Hatching a Plan for Salmon Stewardship

By Grace Peterman, Education & Outreach Coordinator with NWF and ANWS
November 23, 2022


This article was originally published on National Wildlife Federation’s Blog and is copied here for reference.

O n a gray, drizzly morning at the end of October, a small fleet of volunteers departed the Oregon Department of Fish and Wildlife’s (ODFW) forested campus. Each carried a cooler with hundreds of precious passengers: Chinook salmon eggs, tenderly wrapped in moist towels, destined to delight students across Portland.

It was Egg Delivery Day — a fall event that volunteers and students alike look forward to all year. Our Fish Eggs to Fry volunteers, with different backgrounds, professions, and ages, came together on October 25th united by a single purpose: spreading passion for salmon conservation.

Left: Volunteer Coordinator Grace Peterman and ODFW STEP Biologist John Cox distribute eggs to volunteers, kept in coolers in damp washcloths for transport. Credit: Morgan Parks/NWF Staff. Right: NWF Oregon welcomes 200 spring Chinook salmon eggs to their office in Sandy. Credit: Morgan Parks/NWF Staff.
Fish Eggs to Fry, an educational program of ODFW, brings salmon and trout eggs to 700+ Oregon classrooms each year. In the Portland area alone, nearly 150 classrooms participated this fall — more so than ever before in the program’s 20+ year history. The National Wildlife Federation and the Association of Northwest Steelheaders partner with ODFW to coordinate volunteers to deliver eggs and provide training and educational resources from the Eco-Schools USA Salmon Stewards program — funded by the Confederated Tribes of Grand Ronde for the last several years through the Spirit Mountain Community Fund.
3rd graders at Clackamas River Elementary are excited to receive their small salmon guests from Morgan Parks, NWF Staff.
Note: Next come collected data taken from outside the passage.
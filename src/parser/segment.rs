//! Block segmentation.
//!
//! Text is split on blank lines and every block is classified in a fixed
//! order: rule, heading, table, then a line scan that separates list runs
//! from paragraph lines.

use std::sync::OnceLock;

use regex::Regex;

use super::inline::is_wrapped_emphasis;
use super::table::{split_table, RawTable};
use super::ParseOptions;
use crate::model::ListKind;

fn blank_line_regex() -> &'static Regex {
    static RE: OnceLock<Regex> = OnceLock::new();
    RE.get_or_init(|| Regex::new(r"\n\s*\n").unwrap())
}

fn rule_regex() -> &'static Regex {
    static RE: OnceLock<Regex> = OnceLock::new();
    RE.get_or_init(|| Regex::new(r"^(-{3,}|\*{3,}|_{3,})\s*$").unwrap())
}

fn heading_regex() -> &'static Regex {
    static RE: OnceLock<Regex> = OnceLock::new();
    RE.get_or_init(|| Regex::new(r"^(#{1,6})\s+(.+)$").unwrap())
}

fn ordered_regex() -> &'static Regex {
    static RE: OnceLock<Regex> = OnceLock::new();
    RE.get_or_init(|| Regex::new(r"^(\s*)(\d+)[.)]\s+(.+)$").unwrap())
}

fn bullet_regex() -> &'static Regex {
    static RE: OnceLock<Regex> = OnceLock::new();
    RE.get_or_init(|| Regex::new(r"^(\s*)([-*+])\s+(.+)$").unwrap())
}

/// A classified block, before inline parsing.
#[derive(Debug, Clone, PartialEq, Eq)]
pub(crate) enum Segment {
    Rule,
    Heading { level: u8, text: String },
    Table(RawTable),
    ListRun(Vec<ListLine>),
    Paragraph(Vec<String>),
}

/// A single list line of a list run.
#[derive(Debug, Clone, PartialEq, Eq)]
pub(crate) struct ListLine {
    pub kind: ListKind,
    pub level: usize,
    pub text: String,
}

/// Split message text into classified segments.
pub(crate) fn segment(text: &str, options: &ParseOptions) -> Vec<Segment> {
    let normalized = text.replace("\r\n", "\n").replace('\r', "\n");

    blank_line_regex()
        .split(&normalized)
        .map(str::trim)
        .filter(|block| !block.is_empty())
        .flat_map(|block| classify(block, options))
        .collect()
}

fn classify(block: &str, options: &ParseOptions) -> Vec<Segment> {
    if rule_regex().is_match(block) {
        return vec![Segment::Rule];
    }

    if let Some(caps) = heading_regex().captures(block) {
        return vec![Segment::Heading {
            level: caps[1].len() as u8,
            text: caps[2].trim().to_string(),
        }];
    }

    if options.tables {
        if let Some(table) = split_table(block) {
            log::debug!(
                "Table block: {} column(s), {} row(s)",
                table.header.len(),
                table.rows.len()
            );
            return vec![Segment::Table(table)];
        }
    }

    scan_lines(block, options)
}

fn scan_lines(block: &str, options: &ParseOptions) -> Vec<Segment> {
    let mut segments = Vec::new();
    let mut run: Vec<ListLine> = Vec::new();
    let mut paragraph: Vec<String> = Vec::new();

    for line in block.lines() {
        if let Some(item) = list_line(line, options.indent_width) {
            if !paragraph.is_empty() {
                segments.push(Segment::Paragraph(std::mem::take(&mut paragraph)));
            }
            run.push(item);
        } else {
            if !run.is_empty() {
                segments.push(Segment::ListRun(std::mem::take(&mut run)));
            }
            let line = line.trim();
            if !line.is_empty() {
                paragraph.push(line.to_string());
            }
        }
    }

    if !run.is_empty() {
        segments.push(Segment::ListRun(run));
    }
    if !paragraph.is_empty() {
        segments.push(Segment::Paragraph(paragraph));
    }
    segments
}

fn list_line(line: &str, indent_width: usize) -> Option<ListLine> {
    if let Some(caps) = ordered_regex().captures(line) {
        return Some(ListLine {
            kind: ListKind::Ordered,
            level: indent_level(&caps[1], indent_width),
            text: caps[3].trim().to_string(),
        });
    }

    let caps = bullet_regex().captures(line)?;
    if &caps[2] == "*" && is_wrapped_emphasis(line.trim(), '*') {
        return None;
    }
    Some(ListLine {
        kind: ListKind::Unordered,
        level: indent_level(&caps[1], indent_width),
        text: caps[3].trim().to_string(),
    })
}

fn indent_level(indent: &str, indent_width: usize) -> usize {
    let width = indent_width.max(1);
    let columns: usize = indent
        .chars()
        .map(|c| if c == '\t' { width } else { 1 })
        .sum();
    columns / width
}

#[cfg(test)]
mod tests {
    use super::*;

    fn seg(text: &str) -> Vec<Segment> {
        segment(text, &ParseOptions::default())
    }

    fn line(kind: ListKind, level: usize, text: &str) -> ListLine {
        ListLine {
            kind,
            level,
            text: text.to_string(),
        }
    }

    #[test]
    fn test_rule_and_heading() {
        assert_eq!(seg("---"), vec![Segment::Rule]);
        assert_eq!(seg("***"), vec![Segment::Rule]);
        assert_eq!(
            seg("## Title"),
            vec![Segment::Heading {
                level: 2,
                text: "Title".to_string()
            }]
        );
        assert_eq!(
            seg("####### Seven"),
            vec![Segment::Paragraph(vec!["####### Seven".to_string()])]
        );
    }

    #[test]
    fn test_blank_lines_split_blocks() {
        let segments = seg("first\r\n\r\n  \nsecond\nline");
        assert_eq!(
            segments,
            vec![
                Segment::Paragraph(vec!["first".to_string()]),
                Segment::Paragraph(vec!["second".to_string(), "line".to_string()]),
            ]
        );
    }

    #[test]
    fn test_list_levels() {
        let segments = seg("- a\n    1. b\n\t- c\n        + d");
        assert_eq!(
            segments,
            vec![Segment::ListRun(vec![
                line(ListKind::Unordered, 0, "a"),
                line(ListKind::Ordered, 1, "b"),
                line(ListKind::Unordered, 1, "c"),
                line(ListKind::Unordered, 2, "d"),
            ])]
        );
    }

    #[test]
    fn test_list_and_paragraph_lines_flush() {
        let segments = seg("Intro:\n1) one\n2) two\nafter");
        assert_eq!(
            segments,
            vec![
                Segment::Paragraph(vec!["Intro:".to_string()]),
                Segment::ListRun(vec![
                    line(ListKind::Ordered, 0, "one"),
                    line(ListKind::Ordered, 0, "two"),
                ]),
                Segment::Paragraph(vec!["after".to_string()]),
            ]
        );
    }

    #[test]
    fn test_wrapped_emphasis_is_not_a_bullet() {
        assert_eq!(
            seg("* not a list *"),
            vec![Segment::Paragraph(vec!["* not a list *".to_string()])]
        );
        assert_eq!(
            seg("* item"),
            vec![Segment::ListRun(vec![line(ListKind::Unordered, 0, "item")])]
        );
    }

    #[test]
    fn test_table_detection() {
        let segments = seg("A | B\n--|--\n1 | 2");
        assert!(matches!(segments.as_slice(), [Segment::Table(_)]));

        let segments = seg("A | B\n1 | 2");
        assert!(matches!(segments.as_slice(), [Segment::Paragraph(_)]));
    }

    #[test]
    fn test_tables_disabled() {
        let options = ParseOptions::new().with_tables(false);
        let segments = segment("A | B\n--|--\n1 | 2", &options);
        assert!(matches!(segments.as_slice(), [Segment::Paragraph(_)]));
    }

    #[test]
    fn test_indent_width_option() {
        let options = ParseOptions::new().with_indent_width(2);
        let segments = segment("- a\n  - b", &options);
        assert_eq!(
            segments,
            vec![Segment::ListRun(vec![
                line(ListKind::Unordered, 0, "a"),
                line(ListKind::Unordered, 1, "b"),
            ])]
        );
    }
}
Credit: Angel Rutherford
By participating in salmon development in the classroom, students gain an early appreciation for one of our state’s most significant keystone species. Students and educators attend to the needs of salmon eggs as they hatch into alevin, before releasing them into local waterways at the fry stage. In the process, students of all grade levels transform into scientists in their own classroom laboratories, performing water quality tests to ensure the health and wellbeing of the salmon. Educators integrate the program into classroom curriculum in a myriad of ways, teaching students about human impacts on salmon habitat, cultural significance of the species for Native and Indigenous Peoples, and the love and empathy we grow through creating art about wildlife.
“Bringing the next generation of salmon to the next generation of stewards was very rewarding.” - Steve Herff, Confluence AmeriCorps Member
Students at Welches Elementary view the eggs with curiosity. “They look like Orbeez,” said many students. Credit: Nancy Blaesing

Volunteers underpin the program's success, setting up aquarium equipment, delivering eggs to schools, and providing classroom presentations and field trip assistance. On Fall 2022 Egg Delivery Day, 28 volunteers delivered 18,000 eggs to 90 schools across the Portland area and beyond, impacting the lives of some 7,000 students.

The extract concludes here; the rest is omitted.